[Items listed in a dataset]
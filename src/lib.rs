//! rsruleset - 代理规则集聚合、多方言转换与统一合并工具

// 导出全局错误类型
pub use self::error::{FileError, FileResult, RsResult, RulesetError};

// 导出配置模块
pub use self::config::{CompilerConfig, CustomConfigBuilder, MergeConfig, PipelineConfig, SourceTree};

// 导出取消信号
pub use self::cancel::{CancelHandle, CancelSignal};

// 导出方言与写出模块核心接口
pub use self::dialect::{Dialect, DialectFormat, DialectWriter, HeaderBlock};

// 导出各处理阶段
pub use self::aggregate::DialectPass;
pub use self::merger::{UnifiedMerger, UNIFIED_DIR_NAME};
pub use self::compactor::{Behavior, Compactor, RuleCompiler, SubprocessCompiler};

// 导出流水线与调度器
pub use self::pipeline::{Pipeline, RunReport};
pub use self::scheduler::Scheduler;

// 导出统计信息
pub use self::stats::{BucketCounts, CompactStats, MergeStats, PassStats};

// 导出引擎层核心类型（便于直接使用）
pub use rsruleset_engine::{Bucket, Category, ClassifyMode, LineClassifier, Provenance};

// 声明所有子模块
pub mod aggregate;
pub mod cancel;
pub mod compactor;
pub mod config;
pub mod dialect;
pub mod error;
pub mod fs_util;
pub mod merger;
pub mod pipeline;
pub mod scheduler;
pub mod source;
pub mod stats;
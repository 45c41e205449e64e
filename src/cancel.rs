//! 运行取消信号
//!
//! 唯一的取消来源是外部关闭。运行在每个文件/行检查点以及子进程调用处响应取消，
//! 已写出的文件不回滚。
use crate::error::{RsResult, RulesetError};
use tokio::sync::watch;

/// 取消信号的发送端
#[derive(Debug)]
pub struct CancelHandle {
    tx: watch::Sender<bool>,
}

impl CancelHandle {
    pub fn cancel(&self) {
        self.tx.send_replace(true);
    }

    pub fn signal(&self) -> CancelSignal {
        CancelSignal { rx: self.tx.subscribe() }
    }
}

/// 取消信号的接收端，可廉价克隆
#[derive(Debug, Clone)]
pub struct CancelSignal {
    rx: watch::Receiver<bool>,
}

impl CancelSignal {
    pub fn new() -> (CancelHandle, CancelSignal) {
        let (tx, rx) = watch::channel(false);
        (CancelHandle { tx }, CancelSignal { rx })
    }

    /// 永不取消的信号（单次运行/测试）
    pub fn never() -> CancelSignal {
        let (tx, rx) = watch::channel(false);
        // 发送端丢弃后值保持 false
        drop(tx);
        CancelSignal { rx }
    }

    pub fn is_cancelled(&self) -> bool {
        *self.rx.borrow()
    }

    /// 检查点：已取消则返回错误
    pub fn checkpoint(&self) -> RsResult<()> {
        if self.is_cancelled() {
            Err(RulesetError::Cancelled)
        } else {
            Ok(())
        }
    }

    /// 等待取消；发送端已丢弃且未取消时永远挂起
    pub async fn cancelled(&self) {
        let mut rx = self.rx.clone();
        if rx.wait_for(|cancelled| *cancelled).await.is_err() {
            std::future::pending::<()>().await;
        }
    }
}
==
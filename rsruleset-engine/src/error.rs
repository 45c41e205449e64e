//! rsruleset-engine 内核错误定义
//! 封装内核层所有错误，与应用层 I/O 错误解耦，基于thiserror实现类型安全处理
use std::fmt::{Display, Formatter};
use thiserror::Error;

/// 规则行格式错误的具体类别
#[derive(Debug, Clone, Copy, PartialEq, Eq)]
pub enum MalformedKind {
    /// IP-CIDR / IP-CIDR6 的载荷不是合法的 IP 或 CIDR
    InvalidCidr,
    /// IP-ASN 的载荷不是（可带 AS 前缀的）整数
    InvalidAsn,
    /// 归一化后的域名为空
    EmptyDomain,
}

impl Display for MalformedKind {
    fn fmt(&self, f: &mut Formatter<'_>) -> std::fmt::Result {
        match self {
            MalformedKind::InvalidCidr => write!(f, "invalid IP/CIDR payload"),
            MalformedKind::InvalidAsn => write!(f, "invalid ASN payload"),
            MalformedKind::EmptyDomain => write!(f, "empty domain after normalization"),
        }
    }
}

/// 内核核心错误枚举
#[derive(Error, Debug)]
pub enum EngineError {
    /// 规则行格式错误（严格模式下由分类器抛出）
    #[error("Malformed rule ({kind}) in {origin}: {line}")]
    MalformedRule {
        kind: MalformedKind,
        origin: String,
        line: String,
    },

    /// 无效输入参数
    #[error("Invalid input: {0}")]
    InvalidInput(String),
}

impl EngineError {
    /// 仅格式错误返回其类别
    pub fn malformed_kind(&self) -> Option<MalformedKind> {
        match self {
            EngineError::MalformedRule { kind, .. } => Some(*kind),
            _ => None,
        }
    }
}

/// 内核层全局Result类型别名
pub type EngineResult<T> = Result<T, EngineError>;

§ Task item:
Return only the part of the records above that opens with the line containing "pub enum EngineError" and closes with the line containing "pub type EngineResult<T>", ends included.

§ Completed exercise:
pub enum EngineError {
    /// 规则行格式错误（严格模式下由分类器抛出）
    #[error("Malformed rule ({kind}) in {origin}: {line}")]
    MalformedRule {
        kind: MalformedKind,
        origin: String,
        line: String,
    },

    /// 无效输入参数
    #[error("Invalid input: {0}")]
    InvalidInput(String),
}

impl EngineError {
    /// 仅格式错误返回其类别
    pub fn malformed_kind(&self) -> Option<MalformedKind> {
        match self {
            EngineError::MalformedRule { kind, .. } => Some(*kind),
            _ => None,
        }
    }
}

/// 内核层全局Result类型别名
pub type EngineResult<T> = Result<T, EngineError>;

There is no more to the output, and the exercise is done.